The Big Government threat being used against a Republican appointee is an unexpected touch that should be talked up. A dictatorship is the ultimate in Big Government, and that’s what the Unitary Executive Theory really advocates.

Of course, the junior senior, Rove sockpuppet Mel Martinez, will do as he is told and vote for Alito.

January 24, 2006   Comments Off on One Florida Senator Figures It Out

Oh, Canada!

After a dozen years the Liberal Party of Canada has become number two in the Canadian parliamentary elections to the Conservatives, but the Conservatives did not win a majority of the 308 seats, so they will form a minority government. To truly be in control you need 155 seats, assuming one of your members will become the non-voting Speaker of Parliament.
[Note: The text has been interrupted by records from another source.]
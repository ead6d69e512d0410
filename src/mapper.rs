//! The mapping algorithm: checkpoint, delta range, parse, chunked insert.
//!
//! One `map_repo` call is one incremental import. The checkpoint is never
//! written directly; it is derived by the store from the rows themselves,
//! so a run that dies between chunks leaves a correct prefix and the next
//! run resumes exactly after the last inserted commit.

use std::sync::Arc;

use anyhow::{Context, Result};
use tracing::{debug, info, warn};

use crate::git::Vcs;
use crate::models::{ChangelistMapping, Commit, RepoName, VcsType};
use crate::parse;
use crate::store::{ChangelistStore, RepoDirectory};

pub const DEFAULT_CHUNK_SIZE: usize = 1000;

/// What a single mapping run did.
#[derive(Debug, Clone, Copy, PartialEq, Eq)]
pub enum MapOutcome {
    /// The job named a repository that is not a Perforce mirror. Stale or
    /// misrouted jobs land here; treated as success.
    Skipped,
    /// Checkpoint already at HEAD; zero writes.
    UpToDate,
    /// New commits were mapped.
    Mapped { commits: usize },
}

pub struct Mapper {
    repos: Arc<dyn RepoDirectory>,
    store: Arc<dyn ChangelistStore>,
    vcs: Arc<dyn Vcs>,
    chunk_size: usize,
}

impl Mapper {
    pub fn new(
        repos: Arc<dyn RepoDirectory>,
        store: Arc<dyn ChangelistStore>,
        vcs: Arc<dyn Vcs>,
    ) -> Self {
        Self {
            repos,
            store,
            vcs,
            chunk_size: DEFAULT_CHUNK_SIZE,
        }
    }

    /// Override the rows-per-write chunk size (clamped to at least 1).
    pub fn with_chunk_size(mut self, chunk_size: usize) -> Self {
        self.chunk_size = chunk_size.max(1);
        self
    }

    /// Run one incremental import for the named repository.
    pub async fn map_repo(&self, name: &RepoName) -> Result<MapOutcome> {
        let repo = self
            .repos
            .get_by_name(name)
            .await
            .context("resolving repository")?;

        if repo.vcs != VcsType::Perforce {
            warn!(
                repo = %repo.name,
                vcs = repo.vcs.as_str(),
                "skipping non-perforce repository found in the mapping queue"
            );
            return Ok(MapOutcome::Skipped);
        }

        let checkpoint = self
            .store
            .latest_mapped_commit(repo.id)
            .await
            .context("reading latest mapped commit")?;

        let head = self
            .vcs
            .head_commit(&repo.mirror_dir)
            .await
            .context("resolving mirror HEAD")?;

        if checkpoint.as_ref() == Some(&head) {
            debug!(repo = %repo.name, head = %head, "already mapped up to HEAD");
            return Ok(MapOutcome::UpToDate);
        }

        let commits = self
            .vcs
            .log_between(&repo.mirror_dir, checkpoint.as_ref(), &head)
            .await
            .context("reading commit log for delta range")?;

        let rows = rows_from_commits(&commits)?;

        for chunk in rows.chunks(self.chunk_size) {
            self.store
                .insert_mappings(repo.id, chunk)
                .await
                .context("inserting mapping rows")?;
        }

        info!(
            repo = %repo.name,
            commits = rows.len(),
            head = %head,
            "mapped new perforce changelists"
        );
        Ok(MapOutcome::Mapped {
            commits: rows.len(),
        })
    }
}

/// Convert the delta into insert rows, preserving log order. A commit with
/// no parseable trailer fails the whole run rather than being skipped: a
/// silent gap behind the checkpoint could never be repaired.
fn rows_from_commits(commits: &[Commit]) -> Result<Vec<ChangelistMapping>> {
    commits
        .iter()
        .map(|commit| {
            let changelist_id = parse::changelist_id(&commit.message)
                .with_context(|| format!("extracting changelist from commit {}", commit.id))?;
            Ok(ChangelistMapping {
                commit_sha: commit.id.clone(),
                changelist_id,
            })
        })
        .collect()
}
//! changemap keeps git-mirrored Perforce depots resolvable by changelist.
//!
//! The core is a background pipeline that walks each mirror's new commits,
//! extracts the originating changelist from the bridge trailer in every
//! commit message, and appends `(commit_sha, changelist_id)` rows to a
//! SQLite store. The latest mapped commit per repository doubles as the
//! checkpoint, so imports are incremental, crash-consistent, and
//! re-entrant.

pub mod config;
pub mod errors;
pub mod git;
pub mod mapper;
pub mod models;
pub mod parse;
pub mod pipeline;
pub mod queue;
pub mod store;
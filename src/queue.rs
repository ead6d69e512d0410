//! Unbounded FIFO queue feeding the mapping pipeline.
//!
//! Non-blocking `pop` and blocking wait-for-work are deliberately distinct
//! operations: producers `push` from any task, while the dispatch loop
//! alternates between `ready().await` and draining `pop` until empty.
//! There is no capacity bound and no deduplication; enqueue volume is one
//! job per repository event, far below processing throughput.

use std::collections::VecDeque;
use std::sync::Mutex;

use tokio::sync::Notify;

use crate::models::Job;

#[derive(Debug, Default)]
pub struct MappingQueue {
    jobs: Mutex<VecDeque<Job>>,
    nonempty: Notify,
}

impl MappingQueue {
    pub fn new() -> Self {
        Self::default()
    }

    /// Append a job to the tail and wake one waiter, if any is parked in
    /// `ready`.
    pub fn push(&self, job: Job) {
        self.jobs.lock().expect("queue mutex poisoned").push_back(job);
        self.nonempty.notify_one();
    }

    /// Remove and return the head job, or `None` when the queue is empty.
    /// Never blocks.
    pub fn pop(&self) -> Option<Job> {
        self.jobs.lock().expect("queue mutex poisoned").pop_front()
    }

    /// Point-in-time snapshot; the queue may change before the caller acts
    /// on the answer.
    pub fn is_empty(&self) -> bool {
        self.jobs.lock().expect("queue mutex poisoned").is_empty()
    }

    pub fn len(&self) -> usize {
        self.jobs.lock().expect("queue mutex poisoned").len()
    }

    /// Wait until at least one job is queued. A push landing between the
    /// emptiness check and the wait is not lost: `notify_one` stores a
    /// permit that the next `notified().await` consumes immediately.
    pub async fn ready(&self) {
        loop {
            if !self.is_empty() {
                return;
            }
            self.nonempty.notified().await;
        }
    }
}
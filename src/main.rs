use std::path::PathBuf;
use std::sync::Arc;
use std::time::Duration;

use anyhow::{Context, Result};
use clap::{Parser, Subcommand};
use tokio_util::sync::CancellationToken;
use tracing::info;

use changemap::config::Config;
use changemap::git::GitCli;
use changemap::mapper::{MapOutcome, Mapper};
use changemap::models::{CommitSha, RepoName, VcsType};
use changemap::pipeline::MappingPipeline;
use changemap::store::{DbHandle, MappingDb};

#[derive(Parser)]
#[command(name = "changemap")]
#[command(version, about = "Maps mirrored Perforce changelists to git commits")]
struct Cli {
    /// Path to the configuration file.
    #[arg(long, default_value = "changemap.toml", global = true)]
    config: PathBuf,

    #[arg(short, long, global = true)]
    verbose: bool,

    #[command(subcommand)]
    command: Commands,
}

#[derive(Subcommand)]
enum Commands {
    /// Run the background mapping pipeline until interrupted
    Serve,
    /// Run one mapping pass for a single repository, then exit
    Sync {
        /// Repository name as registered in the config file
        repo: String,
    },
    /// Show per-repository mapping progress
    Status,
    /// Resolve a changelist to a commit, or a commit to a changelist
    Resolve {
        repo: String,
        #[arg(long, conflicts_with = "commit")]
        changelist: Option<i64>,
        #[arg(long)]
        commit: Option<String>,
    },
}

#[tokio::main]
async fn main() -> Result<()> {
    let cli = Cli::parse();
    init_tracing(cli.verbose);

    let config = Config::load(&cli.config)?;

    match &cli.command {
        Commands::Serve => serve(&config).await,
        Commands::Sync { repo } => sync_once(&config, repo).await,
        Commands::Status => status(&config).await,
        Commands::Resolve {
            repo,
            changelist,
            commit,
        } => resolve(&config, repo, *changelist, commit.as_deref()).await,
    }
}

fn init_tracing(verbose: bool) {
    let default_filter = if verbose { "changemap=debug" } else { "changemap=info" };
    let filter = tracing_subscriber::EnvFilter::try_from_default_env()
        .unwrap_or_else(|_| tracing_subscriber::EnvFilter::new(default_filter));
    tracing_subscriber::fmt().with_env_filter(filter).init();
}

/// Open the database and register every configured repository in the
/// directory.
fn open_db(config: &Config) -> Result<DbHandle> {
    let db = MappingDb::new(&config.db_path)?;
    for entry in &config.repos {
        db.upsert_repo(&entry.name, entry.vcs, &config.mirror_dir(entry))
            .with_context(|| format!("registering repository {}", entry.name))?;
    }
    Ok(DbHandle::new(db))
}

fn build_mapper(config: &Config, db: &DbHandle) -> Arc<Mapper> {
    Arc::new(
        Mapper::new(
            Arc::new(db.clone()),
            Arc::new(db.clone()),
            Arc::new(GitCli::new()),
        )
        .with_chunk_size(config.chunk_size),
    )
}

async fn serve(config: &Config) -> Result<()> {
    let db = open_db(config)?;
    let mapper = build_mapper(config, &db);
    let pipeline = MappingPipeline::new(mapper);

    let token = CancellationToken::new();
    pipeline.start(token.clone());

    let perforce: Vec<RepoName> = config
        .repos
        .iter()
        .filter(|entry| entry.vcs == VcsType::Perforce)
        .map(|entry| entry.name.clone())
        .collect();
    info!(
        repos = perforce.len(),
        interval_secs = config.resync_interval_secs,
        "changelist mapping pipeline started"
    );

    // The first tick fires immediately, so every repository is enqueued at
    // startup; later ticks re-derive the job set from the directory.
    let mut tick =
        tokio::time::interval(Duration::from_secs(config.resync_interval_secs.max(1)));
    loop {
        tokio::select! {
            _ = tick.tick() => {
                for name in &perforce {
                    pipeline.enqueue(name.clone());
                }
            }
            result = tokio::signal::ctrl_c() => {
                result.context("waiting for shutdown signal")?;
                info!("shutting down");
                token.cancel();
                return Ok(());
            }
        }
    }
}

async fn sync_once(config: &Config, repo: &str) -> Result<()> {
    let db = open_db(config)?;
    let mapper = build_mapper(config, &db);

    let name = RepoName::from(repo);
    let outcome = mapper.map_repo(&name).await?;
    match outcome {
        MapOutcome::Skipped => println!("{}: not a perforce repository, nothing to do", name),
        MapOutcome::UpToDate => println!("{}: already mapped up to HEAD", name),
        MapOutcome::Mapped { commits } => println!("{}: mapped {} new commits", name, commits),
    }
    Ok(())
}

async fn status(config: &Config) -> Result<()> {
    let db = open_db(config)?;
    let rows = db
        .call(|db| {
            let mut rows = Vec::new();
            for repo in db.list_repos()? {
                let latest = db.latest_mapped_commit(repo.id)?;
                let count = db.mapping_count(repo.id)?;
                rows.push((repo, latest, count));
            }
            Ok(rows)
        })
        .await?;

    if rows.is_empty() {
        println!("No repositories registered");
        return Ok(());
    }

    for (repo, latest, count) in rows {
        let latest = latest
            .map(|sha| sha.to_string())
            .unwrap_or_else(|| "(never imported)".to_string());
        println!(
            "{:<30} {:>10} rows  vcs={:<8} latest={}",
            repo.name.as_str(),
            count,
            repo.vcs.as_str(),
            latest
        );
    }
    Ok(())
}

async fn resolve(
    config: &Config,
    repo: &str,
    changelist: Option<i64>,
    commit: Option<&str>,
) -> Result<()> {
    let db = open_db(config)?;
    let name = RepoName::from(repo);

    let repo_record = db
        .call(move |db| {
            db.get_repo_by_name(&name)?
                .with_context(|| format!("unknown repository: {}", name))
        })
        .await?;

    match (changelist, commit) {
        (Some(changelist), None) => {
            let sha = db
                .call(move |db| db.commit_for_changelist(repo_record.id, changelist))
                .await?;
            match sha {
                Some(sha) => println!("{}", sha),
                None => anyhow::bail!("changelist {} is not mapped", changelist),
            }
        }
        (None, Some(commit)) => {
            let sha = CommitSha::from(commit);
            let found = db
                .call(move |db| db.changelist_for_commit(repo_record.id, &sha))
                .await?;
            match found {
                Some(changelist) => println!("{}", changelist),
                None => anyhow::bail!("commit {} is not mapped", commit),
            }
        }
        _ => anyhow::bail!("pass exactly one of --changelist or --commit"),
    }
    Ok(())
}
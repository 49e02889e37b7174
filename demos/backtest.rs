//! Example: Backtesting the Dow 30 dividend-yield rotation
//!
//! Runs the rotation over synthetic weekday sessions from 2000 to 2016 with
//! the built-in membership history and made-up yearly dividend yields.

use ag_dow_yield::{
    membership::dow30_timeline,
    metrics::metric_names,
    BacktestEngine, DividendYieldRotation, Fundamentals, PaperExecution, RotationConfig,
    SessionData, StaticFundamentals, StrategyParams,
};
use chrono::{Datelike, Duration, NaiveDate, Weekday};
use parking_lot::Mutex;
use std::sync::Arc;

/// Deterministic pseudo-yield between 1% and 5% for a ticker and year
fn synthetic_yield(ticker: &str, year: i32) -> f64 {
    let seed = ticker
        .bytes()
        .fold(year as u64, |acc, b| acc.wrapping_mul(31).wrapping_add(b as u64));
    0.01 + (seed % 400) as f64 / 10_000.0
}

#[tokio::main]
async fn main() -> Result<(), Box<dyn std::error::Error>> {
    // Initialize tracing
    tracing_subscriber::fmt::init();

    println!("=== Dow 30 Dividend Yield Rotation Backtest ===\n");

    let timeline = Arc::new(dow30_timeline()?);
    let start = NaiveDate::from_ymd_opt(2000, 1, 3).ok_or("bad start date")?;
    let end = NaiveDate::from_ymd_opt(2016, 12, 30).ok_or("bad end date")?;

    // 1. Generate sessions: every weekday, every current member plus the benchmark
    println!("Generating sessions...");

    let mut sessions = Vec::new();
    let mut replay = timeline.replay();
    let mut day = start;
    let mut i = 0u32;
    while day <= end {
        if !matches!(day.weekday(), Weekday::Sat | Weekday::Sun) {
            let members = replay.advance_to(day)?;
            let mut session = SessionData::new(day);
            for security in members {
                let close = 50.0 + (i % 20) as f64 * 0.5;
                session.insert(security.clone(), close, 1_000_000.0);
            }
            session.insert("DIA", 100.0 + (i % 50) as f64 * 0.1, 5_000_000.0);
            sessions.push(session);
            i += 1;
        }
        day += Duration::days(1);
    }

    println!("Generated {} sessions from {} to {}\n", sessions.len(), start, end);

    // 2. Yearly fundamentals snapshots for every security that ever joined
    let mut fundamentals = StaticFundamentals::new();
    for year in start.year()..=end.year() {
        let as_of = NaiveDate::from_ymd_opt(year, 1, 1).ok_or("bad snapshot date")?;
        for event in timeline.events() {
            let security = event.security.clone();
            let dividend_yield = synthetic_yield(security.as_str(), year);
            fundamentals.set(as_of, security, Fundamentals::new(dividend_yield, None));
        }
    }
    println!("Fundamentals: {} yearly snapshots\n", fundamentals.snapshot_count());

    // 3. Configure strategy
    let config = RotationConfig::default();
    println!("Strategy Configuration:");
    println!("  Holdings: {}", config.top_n);
    println!("  Weight per holding: {:.0}%", config.target_weight * 100.0);
    println!();

    let strategy = Box::new(DividendYieldRotation::new(config, timeline.clone())?);

    // 4. Run backtest
    println!("Running backtest...\n");

    let exec = Arc::new(Mutex::new(PaperExecution::new()));
    let mut engine = BacktestEngine::new(exec, Arc::new(fundamentals)).with_strategy_id("dow_yield");
    let result = engine
        .run_backtest(strategy, sessions, StrategyParams::new())
        .await?;

    // 5. Display results
    println!("=== Backtest Results ===\n");

    println!("Trading days: {}", result.trading_days);
    println!("Rebalances: {}", result.rebalance_dates.len());
    for date in &result.rebalance_dates {
        println!("  {}", date);
    }
    println!();

    println!("Target-weight requests: {}", result.orders.len());
    println!("Max leverage: {:.2}", result.max_leverage);
    println!("Final leverage: {:.2}", result.final_leverage);
    println!();

    println!("Final holdings:");
    for position in &result.final_positions {
        println!("  {:<6} {:>5.1}%", position.security, position.weight * 100.0);
    }
    println!();

    let picks = result.series(metric_names::SELECTED_YIELD);
    if let Some((date, _)) = picks.last() {
        let last: Vec<f64> = picks.iter().filter(|(d, _)| d == date).map(|(_, v)| *v).collect();
        println!(
            "Last selection on {}: yields {:.2}% to {:.2}%",
            date,
            last.iter().cloned().fold(f64::INFINITY, f64::min) * 100.0,
            last.iter().cloned().fold(f64::NEG_INFINITY, f64::max) * 100.0
        );
    }

    println!();
    println!("Backtest complete!");

    Ok(())
}
//! Recorded strategy series

use chrono::NaiveDate;
use serde::{Deserialize, Serialize};
use std::collections::HashMap;

/// Metric type classification
#[derive(Debug, Clone, Copy, PartialEq, Eq, Serialize, Deserialize)]
pub enum MetricType {
    /// Counter metric (monotonically increasing)
    Counter,
    /// Gauge metric (can go up or down)
    Gauge,
}

/// One recorded value
#[derive(Debug, Clone, Serialize, Deserialize)]
pub struct StrategyMetric {
    /// Simulated date the value was recorded on
    pub date: NaiveDate,

    /// Strategy ID
    pub strategy_id: String,

    /// Metric type
    pub metric_type: MetricType,

    /// Metric name (e.g., "rotation.leverage")
    pub metric_name: String,

    /// Metric value
    pub value: f64,

    /// Additional labels for dimensions
    pub labels: HashMap<String, String>,
}

impl StrategyMetric {
    /// Create a new counter metric
    pub fn counter(
        date: NaiveDate,
        strategy_id: String,
        name: String,
        value: f64,
        labels: HashMap<String, String>,
    ) -> Self {
        Self {
            date,
            strategy_id,
            metric_type: MetricType::Counter,
            metric_name: name,
            value,
            labels,
        }
    }

    /// Create a new gauge metric
    pub fn gauge(
        date: NaiveDate,
        strategy_id: String,
        name: String,
        value: f64,
        labels: HashMap<String, String>,
    ) -> Self {
        Self {
            date,
            strategy_id,
            metric_type: MetricType::Gauge,
            metric_name: name,
            value,
            labels,
        }
    }
}

/// Standard rotation metric names
pub mod metric_names {
    /// Number of open positions
    pub const POSITIONS: &str = "rotation.positions";

    /// Current portfolio leverage
    pub const LEVERAGE: &str = "rotation.leverage";

    /// Highest leverage seen so far, recorded only when it rises
    pub const MAX_LEVERAGE: &str = "rotation.max_leverage";

    /// One per rebalance
    pub const REBALANCES: &str = "rotation.rebalances";

    /// One per non-zero target weight, valued at that weight
    pub const ORDERS_PLACED: &str = "rotation.orders_placed";

    /// Selected member with no tradable data on the rebalance day
    pub const MISSING_TRADE_DATA: &str = "rotation.missing_trade_data";

    /// Current member with no dividend yield figure
    pub const MISSING_FUNDAMENTALS: &str = "rotation.missing_fundamentals";

    /// Dividend yield of a selected member
    pub const SELECTED_YIELD: &str = "rotation.selected_yield";
}

/// Helper to create common rotation metrics
#[derive(Debug, Clone)]
pub struct MetricBuilder {
    strategy_id: String,
}

impl MetricBuilder {
    /// Create a new metric builder
    pub fn new(strategy_id: String) -> Self {
        Self { strategy_id }
    }

    /// Build a rebalance counter
    pub fn rebalance(&self, date: NaiveDate, selected: usize) -> StrategyMetric {
        let mut labels = HashMap::new();
        labels.insert("selected".to_string(), selected.to_string());

        StrategyMetric::counter(
            date,
            self.strategy_id.clone(),
            metric_names::REBALANCES.to_string(),
            1.0,
            labels,
        )
    }

    /// Build an order placed metric
    pub fn order_placed(&self, date: NaiveDate, security: &str, weight: f64) -> StrategyMetric {
        let mut labels = HashMap::new();
        labels.insert("security".to_string(), security.to_string());

        StrategyMetric::counter(
            date,
            self.strategy_id.clone(),
            metric_names::ORDERS_PLACED.to_string(),
            weight,
            labels,
        )
    }

    /// Build a selected-yield metric
    pub fn selected_yield(&self, date: NaiveDate, security: &str, dividend_yield: f64) -> StrategyMetric {
        let mut labels = HashMap::new();
        labels.insert("security".to_string(), security.to_string());

        StrategyMetric::gauge(
            date,
            self.strategy_id.clone(),
            metric_names::SELECTED_YIELD.to_string(),
            dividend_yield,
            labels,
        )
    }

    /// Build a skipped-member counter for `name`
    pub fn missing(&self, date: NaiveDate, name: &str, security: &str) -> StrategyMetric {
        let mut labels = HashMap::new();
        labels.insert("security".to_string(), security.to_string());

        StrategyMetric::counter(
            date,
            self.strategy_id.clone(),
            name.to_string(),
            1.0,
            labels,
        )
    }
}

#[cfg(test)]
mod tests {
    use super::*;

    fn date() -> NaiveDate {
        NaiveDate::from_ymd_opt(2000, 1, 3).unwrap()
    }

    #[test]
    fn test_metric_creation() {
        let metric = StrategyMetric::gauge(
            date(),
            "test_strategy".to_string(),
            "test.metric".to_string(),
            42.0,
            HashMap::new(),
        );

        assert_eq!(metric.strategy_id, "test_strategy");
        assert_eq!(metric.metric_name, "test.metric");
        assert_eq!(metric.value, 42.0);
        assert_eq!(metric.metric_type, MetricType::Gauge);
    }

    #[test]
    fn test_metric_builder() {
        let builder = MetricBuilder::new("dow_yield".to_string());

        let rebalance = builder.rebalance(date(), 10);
        assert_eq!(rebalance.metric_name, metric_names::REBALANCES);
        assert_eq!(rebalance.metric_type, MetricType::Counter);
        assert_eq!(rebalance.labels.get("selected"), Some(&"10".to_string()));

        let selected = builder.selected_yield(date(), "KO", 0.031);
        assert_eq!(selected.metric_name, metric_names::SELECTED_YIELD);
        assert_eq!(selected.labels.get("security"), Some(&"KO".to_string()));

        let missing = builder.missing(date(), metric_names::MISSING_TRADE_DATA, "EK");
        assert_eq!(missing.value, 1.0);
    }

    #[test]
    fn test_order_placed_carries_weight() {
        let builder = MetricBuilder::new("dow_yield".to_string());

        let order = builder.order_placed(date(), "MO", 0.1);
        assert_eq!(order.metric_name, metric_names::ORDERS_PLACED);
        assert_eq!(order.metric_type, MetricType::Counter);
        assert_eq!(order.value, 0.1);
        assert_eq!(order.labels.get("security"), Some(&"MO".to_string()));
    }
}
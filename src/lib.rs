//! # ag-dow-yield: Dow 30 Dividend-Yield Rotation
//!
//! A buy-and-hold rotation strategy for backtesting against the historical Dow
//! Jones Industrial Average universe: once a year it holds the ten highest
//! dividend yielders among the index members of that day, at equal weight.
//!
//! ## Core Components
//!
//! - **MembershipTimeline**: point-in-time index membership replayed from a dated add/remove log
//! - **DividendYieldRotation**: yearly selection and target-weight rebalancing
//! - **StrategyContext**: per-run handle to execution, fundamentals and recorded series
//! - **BacktestEngine**: day-by-day replay clock driving the strategy hooks
//!
//! Order execution, costs and fundamentals data live behind the
//! [`ExecutionSimulator`] and [`FundamentalsProvider`] traits.
//!
//! ## Example Usage
//!
//! ```rust,no_run
//! use ag_dow_yield::{
//!     BacktestEngine, DividendYieldRotation, PaperExecution, RotationConfig,
//!     SessionData, StaticFundamentals, StrategyParams,
//! };
//! use parking_lot::Mutex;
//! use std::sync::Arc;
//!
//! # async fn run(sessions: Vec<SessionData>, fundamentals: StaticFundamentals) -> Result<(), ag_dow_yield::StrategyError> {
//! let strategy = DividendYieldRotation::from_config(RotationConfig::default())?;
//! let exec = Arc::new(Mutex::new(PaperExecution::new()));
//! let mut engine = BacktestEngine::new(exec, Arc::new(fundamentals));
//!
//! let result = engine
//!     .run_backtest(Box::new(strategy), sessions, StrategyParams::new())
//!     .await?;
//! println!("rebalanced on {:?}", result.rebalance_dates);
//! # Ok(())
//! # }
//! ```

pub mod backtest;
pub mod config;
pub mod context;
pub mod error;
pub mod execution;
pub mod fundamentals;
pub mod membership;
pub mod metrics;
pub mod rotation;
pub mod types;

// Re-export main types
pub use backtest::{BacktestEngine, BacktestResult};
pub use config::{CommissionModel, ExecutionConfig, MembershipSource, NoDataPolicy, RotationConfig, SlippageModel};
pub use context::StrategyContext;
pub use error::{StrategyError, StrategyResult};
pub use execution::{ExecutionSimulator, PaperExecution};
pub use fundamentals::{FundamentalsProvider, StaticFundamentals};
pub use membership::{MembershipEvent, MembershipTimeline};
pub use metrics::{MetricType, StrategyMetric};
pub use rotation::{DividendYieldRotation, RebalancePhase, RebalanceReport, RebalanceWarning, RotationState};
pub use types::{
    Bar, Fundamentals, MemberSet, MembershipAction, PortfolioSnapshot, Position, RankedMember,
    SecurityId, SessionData, StrategyMetadata, StrategyParams, TargetWeightRequest,
};

use async_trait::async_trait;
use chrono::NaiveDate;

/// Hooks a simulation clock calls on a strategy
///
/// For every simulated trading day, in date order, the clock calls
/// `before_trading_start`, then `on_session`, then `handle_data`. Calls are
/// never concurrent.
#[async_trait]
pub trait Strategy: Send + Sync {
    /// Initialize the strategy
    ///
    /// Called once before the first simulated day.
    async fn initialize(&mut self, ctx: &mut StrategyContext) -> StrategyResult<()>;

    /// Pre-market step
    ///
    /// Called before the session opens, with no price data.
    async fn before_trading_start(
        &mut self,
        date: NaiveDate,
        ctx: &mut StrategyContext,
    ) -> StrategyResult<()>;

    /// Main session step
    ///
    /// `session` lists every instrument tradable today with its price.
    async fn on_session(
        &mut self,
        session: &SessionData,
        ctx: &mut StrategyContext,
    ) -> StrategyResult<()>;

    /// End-of-step bookkeeping, called every day
    async fn handle_data(
        &mut self,
        session: &SessionData,
        ctx: &mut StrategyContext,
    ) -> StrategyResult<()>;

    /// Shutdown the strategy
    async fn shutdown(&mut self, ctx: &mut StrategyContext) -> StrategyResult<()>;

    /// Get strategy metadata
    fn metadata(&self) -> StrategyMetadata;
}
The CBC has an analysis of the possible methods the Conservatives will be using to govern. I wouldn’t wait with baited breath for any sweeping changes in policies because the Conservatives will need total party discipline and 31 extra votes to pass anything.

The Conservatives won 124 seats, the Liberals – 103, Bloc Québécois – 51, the New Democratic Party – 29, and one independent won a seat in Quebec. The sole independent candidate who won a seat was André Arthur, a Quebec shock jock whose mouth cost his station its license.

For a listing of all of the registered parties in our northern neighbors drop by this site, and for a Canadian view of what happened read the CBC commentary on the “urban-rural” and East-West splits.

This election can be summarized as people annoyed with the arrogance of the previous leadership of the Liberal Party who were passing out public money to friends, the current leader having the endearing personality of an accountant, and some campaign ads that provided fodder for Canadian political satire shows. People weren’t voting for the Conservatives, they voting against the incumbent government.

There may be another election in a year if the Conservatives can’t come up with a working coalition. Unlike the US, the Canadians can remove governments whenever they get annoying.

January 24, 2006   Comments Off on Oh, Canada!


A non-hostile denial-of-service attack caused by a link from Atrios; as in First Draft has been Eschatonned all day.